Medellin’s violent history
Though Medellin has witnessed an 80% drop in homicides over the last two decades, many parts of the city have been tightly controlled by gangs united in “La Oficina de Envigado,” Pablo Escobar’s former enforcer army.
“You cannot talk about how everything has been transformed, how Medellín has changed when over 70 percent of the city [neighborhoods] are in the hands of criminals,” said Fernando Quijano, President of Corpades in an interview with the Christian Science Monitor.
Oficina de Envigado
Since 2011, two main criminal organizations have been locked in a bloody battle for control over Medellin’s streets and the drug trafficking industry: La Oficina and the “Urabeños,” the primary heir of the now-defunct paramilitary group AUC.
When Mayor Gutierrez took office at the beginning of 2016, he promised to “recover” the areas of Medellin that had fallen under control of these gangs, promising a more direct approach than former Mayor Anibal Gaviria.

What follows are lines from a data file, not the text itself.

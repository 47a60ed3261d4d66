// Copyright 2025 Google LLC
//
// Licensed under the Apache License, Version 2.0 (the "License");
// you may not use this file except in compliance with the License.
// You may obtain a copy of the License at
//
//     https://www.apache.org/licenses/LICENSE-2.0
//
// Unless required by applicable law or agreed to in writing, software
// distributed under the License is distributed on an "AS IS" BASIS,
// WITHOUT WARRANTIES OR CONDITIONS OF ANY KIND, either express or implied.
// See the License for the specific language governing permissions and
// limitations under the License.

/// The default body for each method in the generated stub traits.
///
/// Only test code mocking a client reaches this function, and only when the
/// test calls a method it did not mock.
pub async fn unimplemented_stub<T: Send>() -> gax::Result<gax::response::Response<T>> {
    unimplemented!(concat!(
        "the stub traits provide default implementations of each method, so ",
        "services can add new methods without breaking existing mocks. The ",
        "clients override all the methods. If you see this error in a test ",
        "mocking a client, verify that the test mocks all the methods it ",
        "calls."
    ));
}
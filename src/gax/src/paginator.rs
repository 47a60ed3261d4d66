// Copyright 2025 Google LLC
//
// Licensed under the Apache License, Version 2.0 (the "License");
// you may not use this file except in compliance with the License.
// You may obtain a copy of the License at
//
//     https://www.apache.org/licenses/LICENSE-2.0
//
// Unless required by applicable law or agreed to in writing, software
// distributed under the License is distributed on an "AS IS" BASIS,
// WITHOUT WARRANTIES OR CONDITIONS OF ANY KIND, either express or implied.
// See the License for the specific language governing permissions and
// limitations under the License.

//! Iterate over the pages, or the items, of a list RPC.
//!
//! Many REST APIs return large collections in pages. The response contains a
//! `nextPageToken`, the client sends this token in the following request to
//! get the next page. The collection is exhausted when the token is empty.
//!
//! The request builders for these RPCs offer `by_page()` and `by_item()`,
//! returning a [Paginator] or an [ItemPaginator] respectively.
//!
//! # Example
//! ```no_run
//! # use google_api_gax::paginator::{PageableResponse, Paginator};
//! # async fn sample<T: PageableResponse + Send + 'static>(mut pages: Paginator<T, google_api_gax::error::Error>) -> google_api_gax::Result<()> {
//! while let Some(page) = pages.next().await {
//!     let page = page?;
//!     for item in page.items() {
//!         // use `item`
//!     }
//! }
//! # Ok(()) }
//! ```

use futures::stream::{self, BoxStream, Stream, StreamExt};
use pin_project::pin_project;
use std::future::Future;
use std::pin::Pin;
use std::task::{Context, Poll};

/// Describes a page of results returned by a list RPC.
pub trait PageableResponse {
    /// The type of the items in the page.
    type PageItem: Send;

    /// Consumes the page and returns its items.
    fn items(self) -> Vec<Self::PageItem>;

    /// The token to fetch the next page, empty if there are no more pages.
    fn next_page_token(&self) -> String;
}

/// An adapter that converts a list RPC into a [Stream] of pages.
///
/// The first request uses the page token set in the request, if any. The
/// paginator stops after the first page with an empty `next_page_token`, or
/// after the first error.
#[pin_project]
pub struct Paginator<T, E> {
    #[pin]
    stream: BoxStream<'static, Result<T, E>>,
}

impl<T, E> Paginator<T, E>
where
    T: PageableResponse + Send + 'static,
    E: Send + 'static,
{
    /// Returns the next page, or `None` when the collection is exhausted.
    pub fn next(&mut self) -> futures::stream::Next<'_, Self> {
        StreamExt::next(self)
    }

    /// Converts the paginator into a [Stream] of pages.
    pub fn into_stream(self) -> impl Stream<Item = Result<T, E>> + Unpin + Send {
        self.stream
    }

    /// Returns a paginator over the items, flattening the pages.
    pub fn items(self) -> ItemPaginator<T, E> {
        let stream = self.stream.flat_map(|page| match page {
            Ok(page) => stream::iter(page.items().into_iter().map(Ok)).left_stream(),
            Err(e) => stream::once(async move { Err(e) }).right_stream(),
        });
        ItemPaginator {
            stream: stream.boxed(),
        }
    }
}

impl<T, E> Stream for Paginator<T, E> {
    type Item = Result<T, E>;

    fn poll_next(self: Pin<&mut Self>, cx: &mut Context<'_>) -> Poll<Option<Self::Item>> {
        self.project().stream.poll_next(cx)
    }
}

impl<T, E> std::fmt::Debug for Paginator<T, E> {
    fn fmt(&self, f: &mut std::fmt::Formatter<'_>) -> std::fmt::Result {
        f.debug_struct("Paginator").finish_non_exhaustive()
    }
}

/// An adapter that converts a list RPC into a [Stream] of items.
#[pin_project]
pub struct ItemPaginator<T, E>
where
    T: PageableResponse,
{
    #[pin]
    stream: BoxStream<'static, Result<T::PageItem, E>>,
}

impl<T, E> ItemPaginator<T, E>
where
    T: PageableResponse,
{
    /// Returns the next item, or `None` when the collection is exhausted.
    pub fn next(&mut self) -> futures::stream::Next<'_, Self> {
        StreamExt::next(self)
    }

    /// Converts the paginator into a [Stream] of items.
    pub fn into_stream(self) -> impl Stream<Item = Result<T::PageItem, E>> + Unpin + Send {
        self.stream
    }
}

impl<T, E> Stream for ItemPaginator<T, E>
where
    T: PageableResponse,
{
    type Item = Result<T::PageItem, E>;

    fn poll_next(self: Pin<&mut Self>, cx: &mut Context<'_>) -> Poll<Option<Self::Item>> {
        self.project().stream.poll_next(cx)
    }
}

impl<T, E> std::fmt::Debug for ItemPaginator<T, E>
where
    T: PageableResponse,
{
    fn fmt(&self, f: &mut std::fmt::Formatter<'_>) -> std::fmt::Result {
        f.debug_struct("ItemPaginator").finish_non_exhaustive()
    }
}

#[cfg_attr(not(feature = "_internal-semver"), doc(hidden))]
pub mod internal {
    //! Implementation details for the generated request builders.
    use super::*;

    type ControlFlow = std::ops::ControlFlow<(), String>;

    /// Creates a new [Paginator] given the initial page token and a function
    /// to fetch each page.
    pub fn new_paginator<T, E, F>(
        seed_token: String,
        execute: impl Fn(String) -> F + Clone + Send + 'static,
    ) -> Paginator<T, E>
    where
        T: PageableResponse + Send + 'static,
        E: Send + 'static,
        F: Future<Output = Result<T, E>> + Send + 'static,
    {
        let stream = stream::unfold(ControlFlow::Continue(seed_token), move |state| {
            let execute = execute.clone();
            async move {
                let token = match state {
                    ControlFlow::Continue(token) => token,
                    ControlFlow::Break(_) => return None,
                };
                match execute(token).await {
                    Ok(page) => {
                        let token = page.next_page_token();
                        let next = if token.is_empty() {
                            ControlFlow::Break(())
                        } else {
                            ControlFlow::Continue(token)
                        };
                        Some((Ok(page), next))
                    }
                    Err(e) => Some((Err(e), ControlFlow::Break(()))),
                }
            }
        });
        Paginator {
            stream: stream.boxed(),
        }
    }
}

#[cfg(test)]
mod tests {
    use super::internal::new_paginator;
    use super::*;
    use pretty_assertions::assert_eq;
    use std::collections::VecDeque;
    use std::sync::{Arc, Mutex};

    #[derive(Debug)]
    struct TestResponse {
        items: Vec<String>,
        next_page_token: String,
    }

    impl PageableResponse for TestResponse {
        type PageItem = String;
        fn items(self) -> Vec<String> {
            self.items
        }
        fn next_page_token(&self) -> String {
            self.next_page_token.clone()
        }
    }

    type TestError = String;

    fn page(items: &[&str], token: &str) -> TestResponse {
        TestResponse {
            items: items.iter().map(|s| s.to_string()).collect(),
            next_page_token: token.to_string(),
        }
    }

    type Fake = Arc<Mutex<VecDeque<(String, Result<TestResponse, TestError>)>>>;

    fn fake(pages: Vec<(&str, Result<TestResponse, TestError>)>) -> Fake {
        Arc::new(Mutex::new(
            pages
                .into_iter()
                .map(|(t, r)| (t.to_string(), r))
                .collect(),
        ))
    }

    fn paginator(seed: &str, fake: Fake) -> Paginator<TestResponse, TestError> {
        let execute = move |token: String| {
            let (want, response) = fake
                .lock()
                .unwrap()
                .pop_front()
                .expect("unexpected call to execute");
            assert_eq!(token, want);
            async move { response }
        };
        new_paginator(seed.to_string(), execute)
    }

    #[tokio::test]
    async fn pages() {
        let fake = fake(vec![
            ("", Ok(page(&["item1", "item2"], "token1"))),
            ("token1", Ok(page(&[], "token2"))),
            ("token2", Ok(page(&["item3"], ""))),
        ]);
        let mut pages = paginator("", fake.clone());
        let mut got = Vec::new();
        while let Some(p) = pages.next().await {
            got.push(p.unwrap().items);
        }
        assert_eq!(
            got,
            vec![
                vec!["item1".to_string(), "item2".to_string()],
                vec![],
                vec!["item3".to_string()]
            ]
        );
        assert!(fake.lock().unwrap().is_empty());
    }

    #[tokio::test]
    async fn seed_token() {
        let fake = fake(vec![("start-here", Ok(page(&["item3"], "")))]);
        let pages: Vec<_> = paginator("start-here", fake.clone())
            .into_stream()
            .collect()
            .await;
        assert_eq!(pages.len(), 1);
        assert!(fake.lock().unwrap().is_empty());
    }

    #[tokio::test]
    async fn stops_on_error() {
        let fake = fake(vec![
            ("", Ok(page(&["item1"], "token1"))),
            ("token1", Err("uh-oh".to_string())),
            ("token2", Ok(page(&["never"], ""))),
        ]);
        let mut pages = paginator("", fake.clone());
        assert!(matches!(pages.next().await, Some(Ok(_))));
        assert!(matches!(pages.next().await, Some(Err(e)) if e == "uh-oh"));
        assert!(pages.next().await.is_none());
        assert_eq!(fake.lock().unwrap().len(), 1);
    }

    #[tokio::test]
    async fn items() {
        let fake = fake(vec![
            ("", Ok(page(&["item1", "item2"], "token1"))),
            ("token1", Ok(page(&["item3"], ""))),
        ]);
        let mut items = paginator("", fake).items();
        let mut got = Vec::new();
        while let Some(item) = items.next().await {
            got.push(item.unwrap());
        }
        assert_eq!(got, vec!["item1", "item2", "item3"]);
    }

    #[tokio::test]
    async fn items_with_error() {
        let fake = fake(vec![
            ("", Ok(page(&["item1"], "token1"))),
            ("token1", Err("uh-oh".to_string())),
        ]);
        let got: Vec<_> = paginator("", fake).items().into_stream().collect().await;
        assert_eq!(got, vec![Ok("item1".to_string()), Err("uh-oh".to_string())]);
    }
}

These efforts have resulted in 162 arrests, drug seizures, and the deployment of 200 police officers officers to gang-controlled areas in the western districts of Castilla and Robledo.
Gutierrez’ attempts to address the security issues that were ignored by past administrations have earned him rumored death threats from the criminal groups.
Surprisingly, Medellin has actually been enjoying a period of relative calm since 2013, generally attributed to a truce between La Oficina and the Urabeños to cooperate in drug trafficking and divide the city into territories.
Though the murder rate halved between 2012 to 2014 as a result, analysts believe this pact has actually intensified the criminal organizations’ grip on the city and cemented Medellin’s role in the international cocaine trafficking industry, fueled by their young recruits.